# [Task directions]
Reproduce all the entries exactly.

• • • • • • •

//! Android versionName / versionCode derivation
//!
//! The version code is a positional encoding of the release triple:
//! `major * 1_000_000 + minor * 1_000 + patch`. Prerelease and build metadata never
//! contribute, so two builds of the same release share a code and any later release
//! always gets a larger one.

use crate::domain::{AndroidVersionDescriptor, SemanticVersion};
use crate::error::VersionError;

/// Weight of the major component
pub const MAJOR_WEIGHT: u64 = 1_000_000;

/// Weight of the minor component
pub const MINOR_WEIGHT: u64 = 1_000;

/// Largest versionCode Google Play accepts
pub const MAX_VERSION_CODE: u64 = 2_100_000_000;

/// Compute the versionCode for a version
pub fn version_code(version: &SemanticVersion) -> Result<u64, VersionError> {
    let out_of_range = |component: &'static str, value: u64, max: u64| {
        VersionError::ComponentOutOfRange {
            version: version.to_string(),
            component,
            value,
            max,
        }
    };

    if version.minor >= MAJOR_WEIGHT / MINOR_WEIGHT {
        return Err(out_of_range(
            "minor",
            version.minor,
            MAJOR_WEIGHT / MINOR_WEIGHT,
        ));
    }
    if version.patch >= MINOR_WEIGHT {
        return Err(out_of_range("patch", version.patch, MINOR_WEIGHT));
    }

    let code = version
        .major
        .saturating_mul(MAJOR_WEIGHT)
        .saturating_add(version.minor * MINOR_WEIGHT)
        .saturating_add(version.patch);

    if code > MAX_VERSION_CODE {
        return Err(VersionError::VersionCodeOverflow {
            version: version.to_string(),
            code,
            max: MAX_VERSION_CODE,
        });
    }

    Ok(code)
}

/// Derive the Android version fields
pub fn derive_android(version: &SemanticVersion) -> Result<AndroidVersionDescriptor, VersionError> {
    Ok(AndroidVersionDescriptor {
        version_name: version.release_string(),
        version_code: version_code(version)?,
    })
}

#[cfg(test)]
mod tests {
    use super::*;
    use crate::version::parse;
    use proptest::prelude::*;

    #[test]
    fn test_derive_release() {
        let descriptor = derive_android(&parse("2.3.10").unwrap()).unwrap();
        assert_eq!(descriptor.version_name, "2.3.10");
        assert_eq!(descriptor.version_code, 2_003_010);
    }

    #[test]
    fn test_later_patch_gets_larger_code() {
        let previous = derive_android(&parse("2.3.9").unwrap()).unwrap();
        let next = derive_android(&parse("2.3.10").unwrap()).unwrap();
        assert!(next.version_code > previous.version_code);
    }

    #[test]
    fn test_prerelease_dropped() {
        let descriptor = derive_android(&parse("1.0.0-beta.1").unwrap()).unwrap();
        assert_eq!(descriptor.version_name, "1.0.0");
        assert_eq!(descriptor.version_code, 1_000_000);
    }

    #[test]
    fn test_prerelease_and_release_share_code() {
        let beta = version_code(&parse("1.4.0-beta.3+ci.99").unwrap()).unwrap();
        let release = version_code(&parse("1.4.0").unwrap()).unwrap();
        assert_eq!(beta, release);
    }

    #[test]
    fn test_zero_version() {
        assert_eq!(version_code(&SemanticVersion::new(0, 0, 0)).unwrap(), 0);
        assert_eq!(version_code(&SemanticVersion::new(0, 0, 1)).unwrap(), 1);
    }

    #[test]
    fn test_upper_bound() {
        assert_eq!(
            version_code(&SemanticVersion::new(2100, 0, 0)).unwrap(),
            MAX_VERSION_CODE
        );
        assert!(matches!(
            version_code(&SemanticVersion::new(2100, 0, 1)),
            Err(VersionError::VersionCodeOverflow { .. })
        ));
    }

    #[test]
    fn test_huge_major_does_not_wrap() {
        let err = version_code(&SemanticVersion::new(u64::MAX, 0, 0)).unwrap_err();
        assert!(matches!(err, VersionError::VersionCodeOverflow { .. }));
    }

    #[test]
    fn test_component_out_of_range() {
        let err = version_code(&SemanticVersion::new(1, 1000, 0)).unwrap_err();
        assert!(matches!(
            err,
            VersionError::ComponentOutOfRange {
                component: "minor",
                ..
            }
        ));

        let err = version_code(&SemanticVersion::new(1, 0, 1000)).unwrap_err();
        assert!(matches!(
            err,
            VersionError::ComponentOutOfRange {
                component: "patch",
                ..
            }
        ));
    }

    #[test]
    fn test_derive_is_deterministic() {
        let version = parse("7.8.9-rc.1").unwrap();
        assert_eq!(
            derive_android(&version).unwrap(),
            derive_android(&version).unwrap()
        );
    }

    fn release() -> impl Strategy<Value = (u64, u64, u64)> {
        (0u64..=2099, 0u64..1000, 0u64..1000)
    }

    proptest! {
        #[test]
        fn prop_version_code_is_monotonic(a in release(), b in release()) {
            prop_assume!(a != b);
            let (lo, hi) = if a < b { (a, b) } else { (b, a) };
            let lo_code = version_code(&SemanticVersion::new(lo.0, lo.1, lo.2)).unwrap();
            let hi_code = version_code(&SemanticVersion::new(hi.0, hi.1, hi.2)).unwrap();
            prop_assert!(lo_code < hi_code);
        }

        #[test]
        fn prop_prerelease_never_changes_code(
            (major, minor, patch) in release(),
            tag in "[a-z]{1,8}",
            n in 0u32..100,
        ) {
            let mut version = SemanticVersion::new(major, minor, patch);
            let release_code = version_code(&version).unwrap();
            version.prerelease = vec![tag, n.to_string()];
            prop_assert_eq!(version_code(&version).unwrap(), release_code);
        }
    }
}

• • • • • • •

# [Solution to the exercise]
//! Android versionName / versionCode derivation
//!
//! The version code is a positional encoding of the release triple:
//! `major * 1_000_000 + minor * 1_000 + patch`. Prerelease and build metadata never
//! contribute, so two builds of the same release share a code and any later release
//! always gets a larger one.

use crate::domain::{AndroidVersionDescriptor, SemanticVersion};
use crate::error::VersionError;

/// Weight of the major component
pub const MAJOR_WEIGHT: u64 = 1_000_000;

/// Weight of the minor component
pub const MINOR_WEIGHT: u64 = 1_000;

/// Largest versionCode Google Play accepts
pub const MAX_VERSION_CODE: u64 = 2_100_000_000;

/// Compute the versionCode for a version
pub fn version_code(version: &SemanticVersion) -> Result<u64, VersionError> {
    let out_of_range = |component: &'static str, value: u64, max: u64| {
        VersionError::ComponentOutOfRange {
            version: version.to_string(),
            component,
            value,
            max,
        }
    };

    if version.minor >= MAJOR_WEIGHT / MINOR_WEIGHT {
        return Err(out_of_range(
            "minor",
            version.minor,
            MAJOR_WEIGHT / MINOR_WEIGHT,
        ));
    }
    if version.patch >= MINOR_WEIGHT {
        return Err(out_of_range("patch", version.patch, MINOR_WEIGHT));
    }

    let code = version
        .major
        .saturating_mul(MAJOR_WEIGHT)
        .saturating_add(version.minor * MINOR_WEIGHT)
        .saturating_add(version.patch);

    if code > MAX_VERSION_CODE {
        return Err(VersionError::VersionCodeOverflow {
            version: version.to_string(),
            code,
            max: MAX_VERSION_CODE,
        });
    }

    Ok(code)
}

/// Derive the Android version fields
pub fn derive_android(version: &SemanticVersion) -> Result<AndroidVersionDescriptor, VersionError> {
    Ok(AndroidVersionDescriptor {
        version_name: version.release_string(),
        version_code: version_code(version)?,
    })
}

#[cfg(test)]
mod tests {
    use super::*;
    use crate::version::parse;
    use proptest::prelude::*;

    #[test]
    fn test_derive_release() {
        let descriptor = derive_android(&parse("2.3.10").unwrap()).unwrap();
        assert_eq!(descriptor.version_name, "2.3.10");
        assert_eq!(descriptor.version_code, 2_003_010);
    }

    #[test]
    fn test_later_patch_gets_larger_code() {
        let previous = derive_android(&parse("2.3.9").unwrap()).unwrap();
        let next = derive_android(&parse("2.3.10").unwrap()).unwrap();
        assert!(next.version_code > previous.version_code);
    }

    #[test]
    fn test_prerelease_dropped() {
        let descriptor = derive_android(&parse("1.0.0-beta.1").unwrap()).unwrap();
        assert_eq!(descriptor.version_name, "1.0.0");
        assert_eq!(descriptor.version_code, 1_000_000);
    }

    #[test]
    fn test_prerelease_and_release_share_code() {
        let beta = version_code(&parse("1.4.0-beta.3+ci.99").unwrap()).unwrap();
        let release = version_code(&parse("1.4.0").unwrap()).unwrap();
        assert_eq!(beta, release);
    }

    #[test]
    fn test_zero_version() {
        assert_eq!(version_code(&SemanticVersion::new(0, 0, 0)).unwrap(), 0);
        assert_eq!(version_code(&SemanticVersion::new(0, 0, 1)).unwrap(), 1);
    }

    #[test]
    fn test_upper_bound() {
        assert_eq!(
            version_code(&SemanticVersion::new(2100, 0, 0)).unwrap(),
            MAX_VERSION_CODE
        );
        assert!(matches!(
            version_code(&SemanticVersion::new(2100, 0, 1)),
            Err(VersionError::VersionCodeOverflow { .. })
        ));
    }

    #[test]
    fn test_huge_major_does_not_wrap() {
        let err = version_code(&SemanticVersion::new(u64::MAX, 0, 0)).unwrap_err();
        assert!(matches!(err, VersionError::VersionCodeOverflow { .. }));
    }

    #[test]
    fn test_component_out_of_range() {
        let err = version_code(&SemanticVersion::new(1, 1000, 0)).unwrap_err();
        assert!(matches!(
            err,
            VersionError::ComponentOutOfRange {
                component: "minor",
                ..
            }
        ));

        let err = version_code(&SemanticVersion::new(1, 0, 1000)).unwrap_err();
        assert!(matches!(
            err,
            VersionError::ComponentOutOfRange {
                component: "patch",
                ..
            }
        ));
    }

    #[test]
    fn test_derive_is_deterministic() {
        let version = parse("7.8.9-rc.1").unwrap();
        assert_eq!(
            derive_android(&version).unwrap(),
            derive_android(&version).unwrap()
        );
    }

    fn release() -> impl Strategy<Value = (u64, u64, u64)> {
        (0u64..=2099, 0u64..1000, 0u64..1000)
    }

    proptest! {
        #[test]
        fn prop_version_code_is_monotonic(a in release(), b in release()) {
            prop_assume!(a != b);
            let (lo, hi) = if a < b { (a, b) } else { (b, a) };
            let lo_code = version_code(&SemanticVersion::new(lo.0, lo.1, lo.2)).unwrap();
            let hi_code = version_code(&SemanticVersion::new(hi.0, hi.1, hi.2)).unwrap();
            prop_assert!(lo_code < hi_code);
        }

        #[test]
        fn prop_prerelease_never_changes_code(
            (major, minor, patch) in release(),
            tag in "[a-z]{1,8}",
            n in 0u32..100,
        ) {
            let mut version = SemanticVersion::new(major, minor, patch);
            let release_code = version_code(&version).unwrap();
            version.prerelease = vec![tag, n.to_string()];
            prop_assert_eq!(version_code(&version).unwrap(), release_code);
        }
    }
}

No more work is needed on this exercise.